┌─ RAW DATA

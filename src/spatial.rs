//! Spatial indexing for fast position-to-cell lookups
//!
//! This module is only available with the `spatial-index` feature.

use kiddo::immutable::float::kdtree::ImmutableKdTree;
use kiddo::SquaredEuclidean;

use crate::geometry::Point;

/// Wrapper around KD-tree for spatial queries
///
/// Provides O(log n) nearest-site lookups. Since a point belongs to the
/// cell of its nearest site, this converts positions into cell IDs.
///
/// # Performance
///
/// - Construction: O(n log n)
/// - Query: O(log n)
#[derive(Clone)]
pub struct SpatialIndex {
    tree: ImmutableKdTree<f64, usize, 2, 32>,
}

impl SpatialIndex {
    /// Build spatial index from cell sites
    ///
    /// # Example
    ///
    /// ```
    /// use rust_voronoi_tiles::*;
    ///
    /// let sites = vec![
    ///     Point::new(10.0, 10.0),
    ///     Point::new(90.0, 10.0),
    ///     Point::new(50.0, 90.0),
    /// ];
    ///
    /// let index = SpatialIndex::new(&sites);
    /// let cell_id = index.find_nearest(Point::new(80.0, 20.0));
    /// assert_eq!(cell_id, 1);
    /// ```
    pub fn new(sites: &[Point]) -> Self {
        let points: Vec<[f64; 2]> = sites.iter().map(|s| [s.x, s.y]).collect();

        Self {
            tree: ImmutableKdTree::new_from_slice(&points),
        }
    }

    /// Index of the site nearest to `position`
    pub fn find_nearest(&self, position: Point) -> usize {
        let query = [position.x, position.y];
        let result = self.tree.nearest_one::<SquaredEuclidean>(&query);
        result.item as usize
    }
}

#[cfg(test)]
mod tests {
    use super::*;

    #[test]
    fn test_spatial_index_basic() {
        let sites = vec![
            Point::new(0.0, 0.0),
            Point::new(10.0, 0.0),
            Point::new(0.0, 10.0),
            Point::new(10.0, 10.0),
        ];

        let index = SpatialIndex::new(&sites);

        assert_eq!(index.find_nearest(Point::new(1.0, 2.0)), 0);
        assert_eq!(index.find_nearest(Point::new(9.0, 1.0)), 1);
        assert_eq!(index.find_nearest(Point::new(2.0, 8.0)), 2);
        assert_eq!(index.find_nearest(Point::new(12.0, 11.0)), 3);
    }

    #[test]
    fn test_spatial_index_exact_match() {
        let sites = vec![Point::new(10.0, 0.0), Point::new(0.0, 10.0)];

        let index = SpatialIndex::new(&sites);

        assert_eq!(index.find_nearest(sites[0]), 0);
        assert_eq!(index.find_nearest(sites[1]), 1);
    }

    #[test]
    fn test_spatial_index_matches_brute_force() {
        let sites: Vec<Point> = (0..50)
            .map(|i| {
                let t = i as f64;
                Point::new((t * 37.0) % 100.0, (t * 61.0) % 100.0)
            })
            .collect();
        let index = SpatialIndex::new(&sites);

        for q in 0..40 {
            let query = Point::new((q as f64 * 13.7) % 100.0, (q as f64 * 29.3) % 100.0);
            let brute = sites
                .iter()
                .map(|s| s.distance_squared(query))
                .fold(f64::INFINITY, f64::min);
            let found = index.find_nearest(query);
            assert!((sites[found].distance_squared(query) - brute).abs() < 1e-9);
        }
    }
}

└─

» WHAT THIS TASK INVOLVES
The lines above are to be retyped exactly, with none omitted.

» SOLUTION TO THE EXERCISE
filename src/spatial.rs
//! Spatial indexing for fast position-to-cell lookups
//!
//! This module is only available with the `spatial-index` feature.

use kiddo::immutable::float::kdtree::ImmutableKdTree;
use kiddo::SquaredEuclidean;

use crate::geometry::Point;

/// Wrapper around KD-tree for spatial queries
///
/// Provides O(log n) nearest-site lookups. Since a point belongs to the
/// cell of its nearest site, this converts positions into cell IDs.
///
/// # Performance
///
/// - Construction: O(n log n)
/// - Query: O(log n)
#[derive(Clone)]
pub struct SpatialIndex {
    tree: ImmutableKdTree<f64, usize, 2, 32>,
}

impl SpatialIndex {
    /// Build spatial index from cell sites
    ///
    /// # Example
    ///
    /// ```
    /// use rust_voronoi_tiles::*;
    ///
    /// let sites = vec![
    ///     Point::new(10.0, 10.0),
    ///     Point::new(90.0, 10.0),
    ///     Point::new(50.0, 90.0),
    /// ];
    ///
    /// let index = SpatialIndex::new(&sites);
    /// let cell_id = index.find_nearest(Point::new(80.0, 20.0));
    /// assert_eq!(cell_id, 1);
    /// ```
    pub fn new(sites: &[Point]) -> Self {
        let points: Vec<[f64; 2]> = sites.iter().map(|s| [s.x, s.y]).collect();

        Self {
            tree: ImmutableKdTree::new_from_slice(&points),
        }
    }

    /// Index of the site nearest to `position`
    pub fn find_nearest(&self, position: Point) -> usize {
        let query = [position.x, position.y];
        let result = self.tree.nearest_one::<SquaredEuclidean>(&query);
        result.item as usize
    }
}

#[cfg(test)]
mod tests {
    use super::*;

    #[test]
    fn test_spatial_index_basic() {
        let sites = vec![
            Point::new(0.0, 0.0),
            Point::new(10.0, 0.0),
            Point::new(0.0, 10.0),
            Point::new(10.0, 10.0),
        ];

        let index = SpatialIndex::new(&sites);

        assert_eq!(index.find_nearest(Point::new(1.0, 2.0)), 0);
        assert_eq!(index.find_nearest(Point::new(9.0, 1.0)), 1);
        assert_eq!(index.find_nearest(Point::new(2.0, 8.0)), 2);
        assert_eq!(index.find_nearest(Point::new(12.0, 11.0)), 3);
    }

    #[test]
    fn test_spatial_index_exact_match() {
        let sites = vec![Point::new(10.0, 0.0), Point::new(0.0, 10.0)];

        let index = SpatialIndex::new(&sites);

        assert_eq!(index.find_nearest(sites[0]), 0);
        assert_eq!(index.find_nearest(sites[1]), 1);
    }

    #[test]
    fn test_spatial_index_matches_brute_force() {
        let sites: Vec<Point> = (0..50)
            .map(|i| {
                let t = i as f64;
                Point::new((t * 37.0) % 100.0, (t * 61.0) % 100.0)
            })
            .collect();
        let index = SpatialIndex::new(&sites);

        for q in 0..40 {
            let query = Point::new((q as f64 * 13.7) % 100.0, (q as f64 * 29.3) % 100.0);
            let brute = sites
                .iter()
                .map(|s| s.distance_squared(query))
                .fold(f64::INFINITY, f64::min);
            let found = index.find_nearest(query);
            assert!((sites[found].distance_squared(query) - brute).abs() < 1e-9);
        }
    }
}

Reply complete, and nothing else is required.